En el momento en que la sombra del sacerdote asomó por la puerta de la sacristía espectrales cánticos se elevaron del vacío coro como si este estuviera ocupado por decenas de monjes inexistentes. Los invitados, como en estado de trance, asistían inermes a aquel pavoroso espectáculo. Tan solo una anciana que parecía mantener algo de su cordura se había acercado a los portones en la vana intención de abrirlos y dejar entrar de nuevo el sol y el calor del mundo real. El inútil esfuerzo la dejo exhausta y pareció haber truncado su voluntad haciéndola regresar a su asiento con expresión perdida.
Por fin un hombre alto y enjuto de rostro afilado y cabello escaso y ralo apareció ante la pila bautismal envuelto en una sotana totalmente negra y portando entre sus manos un extraño misal de tapas rojas. Las fantasmagóricas voces que provenían de las sillerías vacías del coro elevaron el volumen de sus cánticos, cada vez más guturales, cada vez más estremecedores. Tan solo los gemelos parecían ajenos a lo que ocurría mostrándose extrañamente tranquilos y relajados.
El sacerdote abrió su misal y empezó a pronunciar una interminable letanía con una voz autoritaria y profunda y en un idioma que parecía una versión arcaica del latín. Los cánticos de fondo del inexistente coro continuaban ejerciendo su hipnótica influencia y los padres, padrinos y todos los invitados mostraban un estado catatónico y perdido, incapaces de realizar el menor movimiento, con los rostros encerrados en una expresión entre crispada y lóbrega, tal vez debido a la fría humedad que calaba los huesos de los parroquianos, tal vez debido a la inusual oscuridad o a los sonidos de apariencia humana que emanaban del coro. Los ojos profundos del sacerdote fueron adoptando un tono rojizo hasta que se convirtieron en ascuas colgadas de su rostro alargado y desafiante. El tono de su letanía fue haciéndose más y más profundo hasta que el clérigo se sumió en un profundo silencio y, siempre acompañado por los cánticos semi humanos del inexistente coro, roció las frentes de los bebés con una agua rojiza y espesa para posteriormente hacerles la señal de la cruz en aspa con su dedo pulgar coronado por una uña larga y afilada en la parte posterior del tierno cráneo de los gemelos.

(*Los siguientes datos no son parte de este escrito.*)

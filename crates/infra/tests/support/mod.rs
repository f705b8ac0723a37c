//! Shared mock implementations for scheduler integration tests.
//!
//! In-memory stand-ins for the alarm boundary, the reminder sink and the
//! counter store, with switchable failure modes for exercising the error
//! paths deterministically.

#![allow(dead_code)]

use std::collections::HashMap;
use std::sync::atomic::{AtomicBool, Ordering};
use std::sync::{Arc, Mutex};

use async_trait::async_trait;
use chime_core::scheduling::ports::{AlarmBoundary, CounterStore, ReminderSink};
use chime_domain::{ArmRequest, ChimeError, ReminderFire, Result, TaskId};

/// Recording boundary: remembers every arm and cancel, keeps an active set
/// for the query calls, and can be told to fail any operation group.
pub struct RecordingBoundary {
    persistent: bool,
    fail_arm: AtomicBool,
    fail_cancel: AtomicBool,
    fail_queries: AtomicBool,
    armed: Mutex<Vec<ArmRequest>>,
    active: Mutex<HashMap<TaskId, i64>>,
    canceled: Mutex<Vec<TaskId>>,
    enabled: Mutex<Option<bool>>,
}

impl RecordingBoundary {
    /// Boundary that probes as non-persistent.
    pub fn new() -> Arc<Self> {
        Arc::new(Self::build(false))
    }

    /// Boundary that probes as persistent.
    pub fn persistent() -> Arc<Self> {
        Arc::new(Self::build(true))
    }

    fn build(persistent: bool) -> Self {
        Self {
            persistent,
            fail_arm: AtomicBool::new(false),
            fail_cancel: AtomicBool::new(false),
            fail_queries: AtomicBool::new(false),
            armed: Mutex::new(Vec::new()),
            active: Mutex::new(HashMap::new()),
            canceled: Mutex::new(Vec::new()),
            enabled: Mutex::new(None),
        }
    }

    pub fn set_fail_arm(&self, fail: bool) {
        self.fail_arm.store(fail, Ordering::SeqCst);
    }

    pub fn set_fail_cancel(&self, fail: bool) {
        self.fail_cancel.store(fail, Ordering::SeqCst);
    }

    pub fn set_fail_queries(&self, fail: bool) {
        self.fail_queries.store(fail, Ordering::SeqCst);
    }

    pub fn arm_count(&self) -> usize {
        self.armed.lock().expect("armed lock").len()
    }

    pub fn last_armed(&self) -> Option<ArmRequest> {
        self.armed.lock().expect("armed lock").last().cloned()
    }

    pub fn canceled_ids(&self) -> Vec<TaskId> {
        self.canceled.lock().expect("canceled lock").clone()
    }

    pub fn last_enabled(&self) -> Option<bool> {
        *self.enabled.lock().expect("enabled lock")
    }
}

#[async_trait]
impl AlarmBoundary for RecordingBoundary {
    async fn arm(&self, request: &ArmRequest) -> Result<()> {
        if self.fail_arm.load(Ordering::SeqCst) {
            return Err(ChimeError::Boundary("arm refused".into()));
        }
        self.active.lock().expect("active lock").insert(request.id, request.trigger_at_ms);
        self.armed.lock().expect("armed lock").push(request.clone());
        Ok(())
    }

    async fn cancel(&self, id: TaskId) -> Result<()> {
        if self.fail_cancel.load(Ordering::SeqCst) {
            return Err(ChimeError::Boundary("cancel refused".into()));
        }
        self.active.lock().expect("active lock").remove(&id);
        self.canceled.lock().expect("canceled lock").push(id);
        Ok(())
    }

    async fn cancel_all(&self, ids: &[TaskId]) -> Result<()> {
        if self.fail_cancel.load(Ordering::SeqCst) {
            return Err(ChimeError::Boundary("cancelAll refused".into()));
        }
        let mut active = self.active.lock().expect("active lock");
        for id in ids {
            active.remove(id);
        }
        self.canceled.lock().expect("canceled lock").extend_from_slice(ids);
        Ok(())
    }

    async fn is_scheduled(&self, id: TaskId) -> Result<bool> {
        if self.fail_queries.load(Ordering::SeqCst) {
            return Err(ChimeError::Boundary("query refused".into()));
        }
        Ok(self.active.lock().expect("active lock").contains_key(&id))
    }

    async fn next_fire_at(&self, id: TaskId) -> Result<i64> {
        if self.fail_queries.load(Ordering::SeqCst) {
            return Err(ChimeError::Boundary("query refused".into()));
        }
        Ok(self.active.lock().expect("active lock").get(&id).copied().unwrap_or(0))
    }

    async fn set_globally_enabled(&self, enabled: bool) -> Result<()> {
        *self.enabled.lock().expect("enabled lock") = Some(enabled);
        Ok(())
    }

    async fn ensure_permissions(&self) -> Result<()> {
        Ok(())
    }

    fn is_persistent(&self) -> bool {
        self.persistent
    }
}

/// Sink that counts delivered fires, with an optional failure switch.
pub struct CountingSink {
    fires: Mutex<Vec<ReminderFire>>,
    fail: AtomicBool,
}

impl CountingSink {
    pub fn new() -> Arc<Self> {
        Arc::new(Self { fires: Mutex::new(Vec::new()), fail: AtomicBool::new(false) })
    }

    pub fn set_fail(&self, fail: bool) {
        self.fail.store(fail, Ordering::SeqCst);
    }

    pub fn fire_count(&self) -> usize {
        self.fires.lock().expect("fires lock").len()
    }

    pub fn fires(&self) -> Vec<ReminderFire> {
        self.fires.lock().expect("fires lock").clone()
    }
}

#[async_trait]
impl ReminderSink for CountingSink {
    async fn deliver(&self, fire: &ReminderFire) -> Result<()> {
        if self.fail.load(Ordering::SeqCst) {
            return Err(ChimeError::Internal("sink refused".into()));
        }
        self.fires.lock().expect("fires lock").push(fire.clone());
        Ok(())
    }
}

/// In-memory counter store.
pub struct MemoryCounterStore {
    value: Mutex<Option<i64>>,
}

impl MemoryCounterStore {
    pub fn new() -> Arc<Self> {
        Arc::new(Self { value: Mutex::new(None) })
    }
}

impl CounterStore for MemoryCounterStore {
    fn load(&self) -> Result<Option<i64>> {
        Ok(*self.value.lock().expect("store lock"))
    }

    fn save(&self, next: i64) -> Result<()> {
        *self.value.lock().expect("store lock") = Some(next);
        Ok(())
    }
}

Tras unos instantes que parecieron eternos los cánticos del coro se fueron desvaneciendo y las puertas del templo se abrieron como por encanto. El sacerdote pronunció las conocidas palabras, “podéis ir en paz” y la luz apareció de nuevo alumbrando la tumultuosa salida de los invitados a la plaza de la iglesia, otra vez con su fachada blanca, otra vez con sus vitrales luminosos. Las risas volvieron a los rostros de padres y padrinos. Alguno de los asistentes se lamentaba de que no se hubiera permitido hacer fotografías durante la ceremonia pero a pesar de ello se felicitaban del excelente sermón del sacerdote.

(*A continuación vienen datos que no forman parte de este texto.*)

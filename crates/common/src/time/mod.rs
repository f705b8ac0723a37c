//! Time utilities
//!
//! - **Clock abstractions**: re-exported from [`crate::testing::time`] so
//!   production code can depend on `time` without pulling in test helpers
//! - **[`timer`]**: cancellable one-shot and recurring timers

pub mod timer;

pub use timer::{one_shot, recurring, TimerHandle};

// Re-export Clock abstractions from the testing module
pub use crate::testing::time::{Clock, MockClock, SystemClock};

Una anciana se acercó a hacerles carantoñas a los recién bautizados. Al tocarle la manita a uno de los bebés la mujer hubiera jurado que este le dedicaba una mirada maligna y una sonrisa torva, impropias para un niño de tan corta edad, impropias incluso para un adulto normal y en su sano juicio. La mujer se quedó helada y pensativa. Pero no, se dijo, eso eran tan solo cosas de la edad, y con lo hermosas que eran aquellas criaturas! … Mejor era no comentar aquellas sensaciones con nadie o todo el mundo se reiría de ella o lo achacaría a su creciente demencia senil.